Time is a precious commodity, and needs to be treated as such. All time spent doing one thing takes away time needed to do something else. Some activities are worth your time. Some are not. To truly make the most of the time you have, you need to know the difference — and act on that knowledge by saying no to those tasks that are not aligned with your goals and vision.

Learning to say no to myself was not difficult. Disappointing, yes. But not difficult. I had a clear goal in mind (to build my client base in order to make a certain amount of money each month) and a vision (to be available to my children). It was pretty simple to differentiate between activities that would bring me closer to my goal and vision and those that would not. And, truthfully, it wasn’t that hard to talk myself out of dusting! The difficult part was learning to say no to others.

 

Learning to Say No to Others

 

There’s a difference between being a stay-at-home mom and a freelancer who works from home. And it’s a big difference, although I have quite a few friends and acquaintances (and children) who don’t realize it. Somehow, not having a “job outside the home” got translated into I was available — for breakfast, lunch, volunteering in the school, coffee visits, and long phone calls.

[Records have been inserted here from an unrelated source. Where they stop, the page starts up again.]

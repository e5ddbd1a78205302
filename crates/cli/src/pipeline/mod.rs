//! Batch synchronization of recorded runs.

mod orchestrator;
mod report;
mod stats;

pub use orchestrator::{sync_run, SyncPipeline};
pub use report::SyncReport;
pub use stats::PipelineStats;
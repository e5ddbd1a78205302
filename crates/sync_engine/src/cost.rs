//! Misalignment cost for a candidate time shift.

use std::ops::Range;

use contracts::ContractError;
use numerics::{euclidean_distance, interp};
use tracing::instrument;

/// Scores how well `shifted` lines up with `reference` for a given tau.
#[derive(Debug, Clone, Copy, Default)]
pub struct SyncErrorEvaluator;

impl SyncErrorEvaluator {
    /// Euclidean distance between the reference interpolated on the shifted
    /// time axis and the shifted samples, over their overlap.
    ///
    /// `reference`, `shifted` and `time` must have equal lengths; `time` is
    /// increasing and may start anywhere. For `tau > 0` the overlap is the
    /// shifted points strictly before `time[last]`, otherwise those strictly
    /// after `time[0]`. The reference is interpolated there while the shifted
    /// samples are sliced as they are.
    ///
    /// # Errors
    /// `InvalidShift` when `|tau| >= time[last]` or the overlap is empty,
    /// `InvalidLength` when the three slices differ in length.
    #[instrument(
        name = "sync_error_evaluate",
        level = "trace",
        skip(reference, shifted, time),
        fields(len = time.len())
    )]
    pub fn evaluate(
        tau: f64,
        reference: &[f64],
        shifted: &[f64],
        time: &[f64],
    ) -> Result<f64, ContractError> {
        if reference.len() != time.len() || shifted.len() != time.len() {
            return Err(ContractError::InvalidLength {
                reference: reference.len(),
                shifted: shifted.len(),
            });
        }
        let Some(&last) = time.last() else {
            return Err(ContractError::invalid_shift(tau, "time axis is empty"));
        };
        if !tau.is_finite() || tau.abs() >= last {
            return Err(ContractError::invalid_shift(
                tau,
                format!("|tau| must be less than the last time stamp {last}"),
            ));
        }

        let range = Self::overlap(tau, time);
        if range.is_empty() {
            return Err(ContractError::invalid_shift(tau, "empty overlap interval"));
        }

        let shifted_time: Vec<f64> = time[range.clone()].iter().map(|t| t + tau).collect();
        let reference_on_overlap = interp(&shifted_time, time, reference)?;
        euclidean_distance(&reference_on_overlap, &shifted[range])
    }

    /// Indices of `time` whose shifted stamp `t + tau` still falls inside
    /// `time`. Empty for a non-finite tau or an empty axis.
    pub fn overlap(tau: f64, time: &[f64]) -> Range<usize> {
        let (Some(&first), Some(&last)) = (time.first(), time.last()) else {
            return 0..0;
        };
        if !tau.is_finite() {
            return 0..0;
        }
        // t + tau is increasing, so the overlap is a prefix or a suffix
        if tau > 0.0 {
            0..time.partition_point(|&t| t + tau < last)
        } else {
            time.partition_point(|&t| t + tau <= first)..time.len()
        }
    }
}
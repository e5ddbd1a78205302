//! Apply an estimated shift to put both streams on a common time base.

use contracts::{ContractError, Signal, SignalSource};
use numerics::interp;
use tracing::instrument;

/// Reference and aligned signals truncated to the same time base.
#[derive(Debug, Clone)]
pub struct AlignedPair {
    pub reference: Signal,
    pub aligned: Signal,
    pub tau: f64,
}

impl AlignedPair {
    /// Common length of both signals
    pub fn len(&self) -> usize {
        self.reference.len()
    }

    pub fn is_empty(&self) -> bool {
        self.reference.is_empty()
    }
}

/// Truncates signals to the interval they share after a shift of `tau`.
#[derive(Debug, Clone, Copy, Default)]
pub struct TruncateAligner;

impl TruncateAligner {
    /// Truncate one signal according to its role.
    ///
    /// The common time base is `t[t < t[last] - tau]`. A reference signal is
    /// moved back by `tau` and interpolated onto it; an aligned signal is
    /// sliced to it. Signals of equal length and rate come out with equal
    /// lengths.
    ///
    /// # Errors
    /// `SourceUndefined` for a source tag without a role, `InvalidShift`
    /// when the common interval is empty.
    #[instrument(
        name = "truncate_align",
        level = "debug",
        skip(signal),
        fields(source = %signal.source(), len = signal.len())
    )]
    pub fn align(signal: &Signal, tau: f64) -> Result<Signal, ContractError> {
        let role = signal
            .source()
            .role()
            .ok_or_else(|| ContractError::SourceUndefined {
                tag: signal.source().to_string(),
            })?;

        let time = signal.time();
        let last = signal.duration() - tau;
        let common = time.partition_point(|&t| t < last);
        if !tau.is_finite() || common == 0 {
            return Err(ContractError::invalid_shift(
                tau,
                format!(
                    "no common interval for a {:.3} s recording",
                    signal.duration()
                ),
            ));
        }

        let samples = match role {
            SignalSource::Reference => {
                let shifted: Vec<f64> = time.iter().map(|t| t - tau).collect();
                interp(&time[..common], &shifted, signal.samples())?
            }
            SignalSource::Aligned => signal.samples()[..common].to_vec(),
        };
        Ok(signal.with_samples(samples))
    }

    /// Align a reference/aligned pair with the same `tau`.
    ///
    /// Checks the two roles and that both signals share length and rate.
    pub fn align_pair(
        reference: &Signal,
        aligned: &Signal,
        tau: f64,
    ) -> Result<AlignedPair, ContractError> {
        for (signal, expected) in [
            (reference, SignalSource::Reference),
            (aligned, SignalSource::Aligned),
        ] {
            match signal.source().role() {
                Some(role) if role == expected => {}
                Some(_) => {
                    return Err(ContractError::invalid_signal(format!(
                        "{} cannot play the {expected:?} role",
                        signal.source()
                    )));
                }
                None => {
                    return Err(ContractError::SourceUndefined {
                        tag: signal.source().to_string(),
                    });
                }
            }
        }
        if reference.len() != aligned.len() {
            return Err(ContractError::InvalidLength {
                reference: reference.len(),
                shifted: aligned.len(),
            });
        }
        if reference.sample_rate() != aligned.sample_rate() {
            return Err(ContractError::RateMismatch {
                reference: reference.sample_rate(),
                shifted: aligned.sample_rate(),
            });
        }

        Ok(AlignedPair {
            reference: Self::align(reference, tau)?,
            aligned: Self::align(aligned, tau)?,
            tau,
        })
    }
}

Saying no to other people is uncomfortable. But then again, so is being over-booked and over-stressed! Saying yes to someone else’s request means having less time to pursue your goals — in essence, saying yes to others means saying no to yourself.

If you’re having trouble saying no to others, try this phrase — it’s polite, succinct, and doesn’t leave wiggle room.

Thank you for thinking of me. I wish I could, but I’m just not able to right now. Maybe another time.